David Golove, professeur de droit à la New York University, affirme que c’est une chose si Donald Trump a « juste bavardé dans son style inimitable » – ce qui pourrait être considéré comme de l’imprudence -, mais c’est autre chose s’il l’a fait comme un « signe de bonne foi » pour réchauffer les relations américano-russes. « Cela pourrait être considéré comme une décision de commandant en chef, même si ça semble stupide ou erroné », explique-t-il.
– Le Congrès va-t-il destituer Trump? –
Les républicains sont dans l’ensemble fidèles au président. Il y a donc peu de chance pour qu’une procédure en destitution soit lancée.
Mais la colère de l’opinion pourrait mettre la pression sur le chef de file des républicains au Sénat, Mitch McConnell, qui devra peser cette éventuelle décision avec les intérêts de son parti. « Tant que Donald Trump sera protégé par les républicains, il n’y a pas vraiment de comptes à rendre », selon M. Golove.
– Quel impact sur le renseignement ? –
Les opposants de Donald Trump craignent que les alliés de l’Amérique ne soient désormais réticents à partager des informations sensibles de peur qu’elles ne tombent dans de mauvaises mains.

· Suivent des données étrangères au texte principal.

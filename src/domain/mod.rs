mod cell;
mod grid;
mod rules;
pub mod patterns;
pub mod initializer;

pub use cell::Cell;
pub use grid::{Glyphs, Grid};
pub use rules::{compute_next_generation, next_state};
pub use patterns::{Pattern, presets};
pub use initializer::Source;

Selon le New York Times et d’autres médias, les informations sur l’EI ont été fournies par Israël, et transmises à la Russie, grande alliée de l’Iran qui est l’ennemi juré de l’Etat hébreu.
D’autres craignent aussi que la Russie n’exploite ces informations pour retrouver la source elle-même et l’empêcher qu’elle soit utilisée contre ses propres intérêts en Syrie.
« Hormis la question de la légalité, il y a une tradition de longue date (au sein du renseignement) selon laquelle personne ne doit compromettre d’aucune manière ses sources », rappelle Mark J. Rozell, doyen de la Schar School of Policy and Government à l’université George Mason.